Mark Stoops comes by coaching naturally




By GUERIN EMIG World Sports Writer

September 7, 2010

NORMAN - Like most kid brothers in that time and place, little Mark Stoops tagged along with his older siblings, doing what he could to earn their favor. The older siblings being Ron Jr., Bobby and Mike, that meant Mark played all kinds of ball against some of the biggest, toughest kids in Youngstown, Ohio.

As a result, the first thing anyone thought Mark might grow up to do was play football, not coach it.

"As a kid, you talk about Pop Warner, around fifth grade, he was so advanced catching the ball and running. Cause that's all he did keeping up with us," said Bob, the second Stoops boy and seven years older than Mark. "I mean, he was a terror. Offense, defense, he was like Dick Butkus and Walter Payton. We would go to his games and just laugh because he's just killing everybody."

Eventually, bodies and skill sets evened out. Mark continued to prosper - "He may have been the best athlete of all of the Stoops boys," said Don Bucci, who coached all four at Youngstown's Cardinal Mooney High - but not enough to consider any kind of pro career.

So he followed his older brothers again. He coaches for a living, and he is excelling at it.

Mark Stoops is in his first year as defensive coordinator at Florida State. He'll be with the Seminoles when they play Bob's Oklahoma Sooners Saturday at Owen Field.

A formidable challenge, sure, but one Mark will expect to meet, based on both last week's season opener and the decades-long track record of his defensive-minded family.

Under Mark's influence, a Seminoles defense that ranked at the very bottom of the ACC last season didn't allow a touchdown in their 59-6 rout of Samford last Saturday.

Before Florida State, Mark coordinated defenses at Arizona under older brother Mike. In the Stoops' six years together, the Wildcats went from 108th nationally in total defense to 25th.

Before Arizona, Mark coached defensive backs at Miami.

"One of the best hires I ever made," said Larry Coker, the former Hurricanes coach who made the call after consulting with Bob Stoops at Oklahoma. "His kids played so hard and they knew exactly where to line up."

Miami won a national championship in Mark's first season, then led the nation in pass defense in 2002 and '03.

Mark Stoops has encountered success, to one degree or another, at every stop of his 20-year coaching journey.
He even benefited from his one year at South Florida in 1996, which he spent preparing the Bulls for their debut season of '97.

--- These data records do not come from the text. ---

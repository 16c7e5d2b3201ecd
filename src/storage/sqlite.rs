//! SQLite storage implementation
//!
//! This module provides a SQLite-based implementation of the Storage trait.

use crate::state::{Label, RequestRecord, RequestStatus};
use crate::storage::schema::{initialize_schema, QUOTA_COUNT_KEY};
use crate::storage::traits::{Storage, StorageError, StorageResult};
use crate::storage::{RunRecord, RunStatus};
use crate::HarvestError;
use chrono::Utc;
use rusqlite::{params, Connection, OptionalExtension, Row};
use std::path::Path;

const REQUEST_COLUMNS: &str =
    "url, label, depth, retry_count, status, seq, error_message";

/// SQLite storage backend
pub struct SqliteStorage {
    conn: Connection,
}

impl SqliteStorage {
    /// Creates a new SqliteStorage instance
    ///
    /// # Arguments
    ///
    /// * `path` - Path to the SQLite database file
    ///
    /// # Returns
    ///
    /// * `Ok(SqliteStorage)` - Successfully opened/created database
    /// * `Err(HarvestError)` - Failed to open database
    pub fn new(path: &Path) -> Result<Self, HarvestError> {
        let conn = Connection::open(path)?;

        conn.execute_batch(
            "
            PRAGMA journal_mode = WAL;
            PRAGMA synchronous = NORMAL;
            PRAGMA foreign_keys = ON;
            PRAGMA temp_store = MEMORY;
        ",
        )?;

        initialize_schema(&conn)?;

        Ok(Self { conn })
    }

    /// Creates an in-memory database (for testing)
    #[cfg(test)]
    pub fn new_in_memory() -> Result<Self, HarvestError> {
        let conn = Connection::open_in_memory()?;
        conn.execute_batch("PRAGMA foreign_keys = ON;")?;
        initialize_schema(&conn)?;
        Ok(Self { conn })
    }
}

fn run_from_row(row: &Row<'_>) -> rusqlite::Result<RunRecord> {
    Ok(RunRecord {
        id: row.get(0)?,
        started_at: row.get(1)?,
        finished_at: row.get(2)?,
        config_hash: row.get(3)?,
        status: RunStatus::from_db_string(&row.get::<_, String>(4)?)
            .unwrap_or(RunStatus::Running),
    })
}

/// Maps a row selected with `REQUEST_COLUMNS` to a record
fn request_from_row(row: &Row<'_>) -> rusqlite::Result<RequestRecord> {
    Ok(RequestRecord {
        url: row.get(0)?,
        label: Label::from_db_string(&row.get::<_, String>(1)?).unwrap_or(Label::Seed),
        depth: row.get::<_, i64>(2)? as u32,
        retry_count: row.get::<_, i64>(3)? as u32,
        status: RequestStatus::from_db_string(&row.get::<_, String>(4)?)
            .unwrap_or(RequestStatus::Pending),
        seq: row.get::<_, i64>(5)? as u64,
        last_error: row.get(6)?,
    })
}

impl Storage for SqliteStorage {
    // ===== Run Management =====

    fn create_run(&mut self, config_hash: &str) -> StorageResult<i64> {
        let now = Utc::now().to_rfc3339();
        self.conn.execute(
            "INSERT INTO runs (started_at, config_hash, status) VALUES (?1, ?2, ?3)",
            params![now, config_hash, RunStatus::Running.to_db_string()],
        )?;
        Ok(self.conn.last_insert_rowid())
    }

    fn get_run(&self, run_id: i64) -> StorageResult<RunRecord> {
        self.conn
            .query_row(
                "SELECT id, started_at, finished_at, config_hash, status FROM runs WHERE id = ?1",
                params![run_id],
                run_from_row,
            )
            .optional()?
            .ok_or(StorageError::RunNotFound(run_id))
    }

    fn get_latest_run(&self) -> StorageResult<Option<RunRecord>> {
        let run = self
            .conn
            .query_row(
                "SELECT id, started_at, finished_at, config_hash, status FROM runs ORDER BY id DESC LIMIT 1",
                [],
                run_from_row,
            )
            .optional()?;

        Ok(run)
    }

    fn update_run_status(&mut self, run_id: i64, status: RunStatus) -> StorageResult<()> {
        let updated = self.conn.execute(
            "UPDATE runs SET status = ?1 WHERE id = ?2",
            params![status.to_db_string(), run_id],
        )?;
        if updated == 0 {
            return Err(StorageError::RunNotFound(run_id));
        }
        Ok(())
    }

    fn complete_run(&mut self, run_id: i64) -> StorageResult<()> {
        let now = Utc::now().to_rfc3339();
        let updated = self.conn.execute(
            "UPDATE runs SET status = ?1, finished_at = ?2 WHERE id = ?3",
            params![RunStatus::Completed.to_db_string(), now, run_id],
        )?;
        if updated == 0 {
            return Err(StorageError::RunNotFound(run_id));
        }
        Ok(())
    }

    // ===== Checkpointing =====

    fn load_frontier(&self) -> StorageResult<Vec<RequestRecord>> {
        let mut stmt = self.conn.prepare(&format!(
            "SELECT {} FROM requests ORDER BY seq",
            REQUEST_COLUMNS
        ))?;

        let records = stmt
            .query_map([], request_from_row)?
            .collect::<Result<Vec<_>, _>>()?;

        Ok(records)
    }

    fn save_checkpoint(
        &mut self,
        records: &[RequestRecord],
        quota_count: u64,
    ) -> StorageResult<()> {
        let now = Utc::now().to_rfc3339();
        let tx = self.conn.transaction()?;

        {
            // Membership is monotonic, so an upsert per record is a full snapshot
            let mut stmt = tx.prepare_cached(
                "INSERT INTO requests
                 (url, label, depth, retry_count, status, seq, error_message, updated_at)
                 VALUES (?1, ?2, ?3, ?4, ?5, ?6, ?7, ?8)
                 ON CONFLICT(url) DO UPDATE SET
                    label = excluded.label,
                    depth = excluded.depth,
                    retry_count = excluded.retry_count,
                    status = excluded.status,
                    seq = excluded.seq,
                    error_message = excluded.error_message,
                    updated_at = excluded.updated_at",
            )?;

            for record in records {
                stmt.execute(params![
                    record.url,
                    record.label.to_db_string(),
                    record.depth as i64,
                    record.retry_count as i64,
                    record.status.to_db_string(),
                    record.seq as i64,
                    record.last_error,
                    now,
                ])?;
            }
        }

        tx.execute(
            "INSERT OR REPLACE INTO crawl_state (key, value) VALUES (?1, ?2)",
            params![QUOTA_COUNT_KEY, quota_count.to_string()],
        )?;

        tx.commit()?;
        Ok(())
    }

    fn load_quota_count(&self) -> StorageResult<Option<u64>> {
        let value: Option<String> = self
            .conn
            .query_row(
                "SELECT value FROM crawl_state WHERE key = ?1",
                params![QUOTA_COUNT_KEY],
                |row| row.get(0),
            )
            .optional()?;

        value
            .map(|v| {
                v.parse::<u64>().map_err(|e| {
                    StorageError::Serialization(format!(
                        "Invalid {} '{}': {}",
                        QUOTA_COUNT_KEY, v, e
                    ))
                })
            })
            .transpose()
    }

    fn clear_crawl_state(&mut self) -> StorageResult<()> {
        let tx = self.conn.transaction()?;
        tx.execute("DELETE FROM requests", [])?;
        tx.execute("DELETE FROM crawl_state", [])?;
        tx.commit()?;
        Ok(())
    }

    // ===== Items =====

    fn insert_item(
        &mut self,
        run_id: i64,
        url: &str,
        item_id: Option<&str>,
        payload: &str,
    ) -> StorageResult<()> {
        let now = Utc::now().to_rfc3339();
        self.conn.execute(
            "INSERT INTO items (run_id, url, item_id, payload, created_at) VALUES (?1, ?2, ?3, ?4, ?5)",
            params![run_id, url, item_id, payload, now],
        )?;
        Ok(())
    }

    fn count_items(&self) -> StorageResult<u64> {
        let count: i64 = self
            .conn
            .query_row("SELECT COUNT(*) FROM items", [], |row| row.get(0))?;
        Ok(count as u64)
    }

    // ===== Statistics =====

    fn count_requests_by_status(&self, status: RequestStatus) -> StorageResult<u64> {
        let count: i64 = self.conn.query_row(
            "SELECT COUNT(*) FROM requests WHERE status = ?1",
            params![status.to_db_string()],
            |row| row.get(0),
        )?;
        Ok(count as u64)
    }

    fn count_requests_by_label(&self, label: Label) -> StorageResult<u64> {
        let count: i64 = self.conn.query_row(
            "SELECT COUNT(*) FROM requests WHERE label = ?1",
            params![label.to_db_string()],
            |row| row.get(0),
        )?;
        Ok(count as u64)
    }

    fn get_failed_requests(&self) -> StorageResult<Vec<RequestRecord>> {
        let mut stmt = self.conn.prepare(&format!(
            "SELECT {} FROM requests WHERE status = ?1 ORDER BY seq",
            REQUEST_COLUMNS
        ))?;

        let records = stmt
            .query_map(
                params![RequestStatus::Failed.to_db_string()],
                request_from_row,
            )?
            .collect::<Result<Vec<_>, _>>()?;

        Ok(records)
    }
}

#[cfg(test)]
mod tests {
    use super::*;

    fn record(url: &str, label: Label, status: RequestStatus, seq: u64) -> RequestRecord {
        let mut record = RequestRecord::new(url, label, 0);
        record.status = status;
        record.seq = seq;
        record
    }

    #[test]
    fn test_create_run() {
        let mut storage = SqliteStorage::new_in_memory().unwrap();
        let run_id = storage.create_run("test_hash").unwrap();
        assert!(run_id > 0);

        let run = storage.get_run(run_id).unwrap();
        assert_eq!(run.status, RunStatus::Running);
        assert_eq!(run.config_hash, "test_hash");
    }

    #[test]
    fn test_latest_run_and_completion() {
        let mut storage = SqliteStorage::new_in_memory().unwrap();
        assert!(storage.get_latest_run().unwrap().is_none());

        let first = storage.create_run("a").unwrap();
        let second = storage.create_run("b").unwrap();
        storage.complete_run(second).unwrap();

        let latest = storage.get_latest_run().unwrap().unwrap();
        assert_eq!(latest.id, second);
        assert_eq!(latest.status, RunStatus::Completed);
        assert!(latest.finished_at.is_some());

        storage
            .update_run_status(first, RunStatus::Interrupted)
            .unwrap();
        assert_eq!(
            storage.get_run(first).unwrap().status,
            RunStatus::Interrupted
        );
    }

    #[test]
    fn test_missing_run() {
        let mut storage = SqliteStorage::new_in_memory().unwrap();
        assert!(matches!(
            storage.get_run(42),
            Err(StorageError::RunNotFound(42))
        ));
        assert!(storage.complete_run(42).is_err());
    }

    #[test]
    fn test_checkpoint_roundtrip() {
        let mut storage = SqliteStorage::new_in_memory().unwrap();
        assert_eq!(storage.load_quota_count().unwrap(), None);

        let mut failed = record("https://example.com/p/2", Label::Item, RequestStatus::Failed, 2);
        failed.retry_count = 2;
        failed.last_error = Some("HTTP 500".to_string());

        let records = vec![
            record("https://example.com/c", Label::Seed, RequestStatus::Handled, 0),
            record("https://example.com/p/1", Label::Item, RequestStatus::InProgress, 1),
            failed.clone(),
        ];
        storage.save_checkpoint(&records, 2).unwrap();

        let loaded = storage.load_frontier().unwrap();
        assert_eq!(loaded, records);
        assert_eq!(storage.load_quota_count().unwrap(), Some(2));
        assert_eq!(storage.get_failed_requests().unwrap(), vec![failed]);
    }

    #[test]
    fn test_checkpoint_upserts_existing_records() {
        let mut storage = SqliteStorage::new_in_memory().unwrap();

        let mut item = record("https://example.com/p/1", Label::Item, RequestStatus::Pending, 0);
        storage.save_checkpoint(&[item.clone()], 1).unwrap();

        item.status = RequestStatus::Handled;
        storage.save_checkpoint(&[item.clone()], 1).unwrap();

        let loaded = storage.load_frontier().unwrap();
        assert_eq!(loaded.len(), 1);
        assert_eq!(loaded[0].status, RequestStatus::Handled);
        assert_eq!(
            storage
                .count_requests_by_status(RequestStatus::Handled)
                .unwrap(),
            1
        );
        assert_eq!(storage.count_requests_by_label(Label::Item).unwrap(), 1);
    }

    #[test]
    fn test_clear_crawl_state() {
        let mut storage = SqliteStorage::new_in_memory().unwrap();
        let records = vec![record(
            "https://example.com/c",
            Label::Seed,
            RequestStatus::Pending,
            0,
        )];
        storage.save_checkpoint(&records, 7).unwrap();

        storage.clear_crawl_state().unwrap();

        assert!(storage.load_frontier().unwrap().is_empty());
        assert_eq!(storage.load_quota_count().unwrap(), None);
    }

    #[test]
    fn test_items() {
        let mut storage = SqliteStorage::new_in_memory().unwrap();
        let run_id = storage.create_run("hash").unwrap();

        storage
            .insert_item(run_id, "https://example.com/p/1", Some("1"), "{\"itemId\":\"1\"}")
            .unwrap();
        storage
            .insert_item(run_id, "https://example.com/p/2", None, "{}")
            .unwrap();

        assert_eq!(storage.count_items().unwrap(), 2);
    }
}
//! Statistics generation from crawl database
//!
//! This module provides functionality for extracting and displaying
//! crawl statistics from the storage layer.

use crate::state::{Label, RequestStatus};
use crate::storage::{RunRecord, Storage};
use crate::HarvestError;
use std::collections::HashMap;

/// Crawl statistics summary
#[derive(Debug, Clone)]
pub struct CrawlStatistics {
    /// Most recent run, if any
    pub latest_run: Option<RunRecord>,

    /// Total number of requests ever admitted
    pub total_requests: u64,

    /// Count of requests by lifecycle status
    pub requests_by_status: HashMap<RequestStatus, u64>,

    /// Count of requests by label
    pub requests_by_label: HashMap<Label, u64>,

    /// Persisted quota counter
    pub quota_count: Option<u64>,

    /// Items stored in the database sink
    pub items_stored: u64,

    /// Requests that exhausted their retries, with the last error
    pub failed: Vec<(String, Option<String>)>,
}

/// Loads statistics from storage
///
/// # Arguments
///
/// * `storage` - The storage backend to query
///
/// # Returns
///
/// * `Ok(CrawlStatistics)` - Successfully loaded statistics
/// * `Err(HarvestError)` - Failed to query statistics
pub fn load_statistics(storage: &dyn Storage) -> Result<CrawlStatistics, HarvestError> {
    let mut requests_by_status = HashMap::new();
    for status in RequestStatus::all_statuses() {
        let count = storage.count_requests_by_status(status)?;
        if count > 0 {
            requests_by_status.insert(status, count);
        }
    }

    let mut requests_by_label = HashMap::new();
    for label in [Label::Seed, Label::Listing, Label::Item] {
        let count = storage.count_requests_by_label(label)?;
        if count > 0 {
            requests_by_label.insert(label, count);
        }
    }

    let failed = storage
        .get_failed_requests()?
        .into_iter()
        .map(|record| (record.url, record.last_error))
        .collect();

    Ok(CrawlStatistics {
        latest_run: storage.get_latest_run()?,
        total_requests: requests_by_status.values().sum(),
        requests_by_status,
        requests_by_label,
        quota_count: storage.load_quota_count()?,
        items_stored: storage.count_items()?,
        failed,
    })
}

/// Prints statistics to stdout in a formatted manner
///
/// # Arguments
///
/// * `stats` - The statistics to display
pub fn print_statistics(stats: &CrawlStatistics) {
    println!("=== Crawl Statistics ===\n");

    if let Some(run) = &stats.latest_run {
        println!("Latest run:");
        println!("  ID: {}", run.id);
        println!("  Status: {}", run.status.to_db_string());
        println!("  Started: {}", run.started_at);
        if let Some(finished) = &run.finished_at {
            println!("  Finished: {}", finished);
        }
        println!();
    }

    println!("Overview:");
    println!("  Total requests: {}", stats.total_requests);
    println!(
        "  Item quota counter: {}",
        stats
            .quota_count
            .map(|c| c.to_string())
            .unwrap_or_else(|| "-".to_string())
    );
    println!("  Items stored in database: {}", stats.items_stored);
    println!();

    println!("Requests by Status:");
    for status in RequestStatus::all_statuses() {
        let count = stats.requests_by_status.get(&status).copied().unwrap_or(0);
        let percentage = if stats.total_requests > 0 {
            (count as f64 / stats.total_requests as f64) * 100.0
        } else {
            0.0
        };
        println!("  {}: {} ({:.1}%)", status, count, percentage);
    }
    println!();

    println!("Requests by Label:");
    for label in [Label::Seed, Label::Listing, Label::Item] {
        let count = stats.requests_by_label.get(&label).copied().unwrap_or(0);
        println!("  {}: {}", label, count);
    }
    println!();

    if !stats.failed.is_empty() {
        println!("Failed Requests ({}):", stats.failed.len());
        for (url, error) in &stats.failed {
            match error {
                Some(error) => println!("  - {} ({})", url, error),
                None => println!("  - {}", url),
            }
        }
        println!();
    }
}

"My brother, Bob, was up at Florida at the time," Mark said after being introduced at Florida State last February. "We weren't even playing any games, so it was an opportunity to go up and spend a bunch of time with Bob. I think the bread and butter of my system was built during that first year at South Florida."

The brotherly influence is every bit as profound today as it was in Youngstown.

That could have been Bob Stoops addressing Oklahoma media or Mike at Arizona the day of Mark's press conference in Tallahassee. And not just because he was describing the 4-3, multiple zone-coverage scheme he and his brothers had long preferred.

"We're very precise," Mark said. "We try to be accurate in what we do and how we get it taught... You can't fake your way around these things. You can't just go out there 'Rah! Rah!' and all that. There has to be a complete understanding of the system... You're gonna have to earn your way."

Asked about the mood he encountered in the FSU locker room, Mark channeled his big brother from December of '98, when Bob encountered the beaten-down Sooners.

"The first thing I told them was, 'Hey, there's no more of that. There's no more putting your head down. We're gonna be very confident,'" Mark said. "I wanted them to understand they had the ability. We had to get the confidence back and get their heads up and get ready to roll....

"It's going to be a lot of teaching. We have a lot of work to do. But if they look at it with an open mind and are willing to work, then we can do some great things here real quick."

It was just what the Seminoles needed.

"A new attitude," defensive end Brandon Jenkins called it in the St. Petersburg Times. "A new defense."

Sounded pretty familiar to those in Norman, actually. And Tucson. And Youngstown.

"When Mark was here, his father was still one of my assistants," Bucci said of Ron Stoops Sr., the Mooney defensive coordinator until his passing in 1988. "He went home from practice and worked on film with his dad like his brothers did. Mark was a little more quiet than some of the other Stoops boys, but you could tell he had all the tools to coach, just like Ronny, Bobby and Mike."

"Mark, along with the rest of us, gravitated to it because we were so used to competitive situations and enjoying them," Bob Stoops said. "That's all we grew up around. I think we all came by it naturally."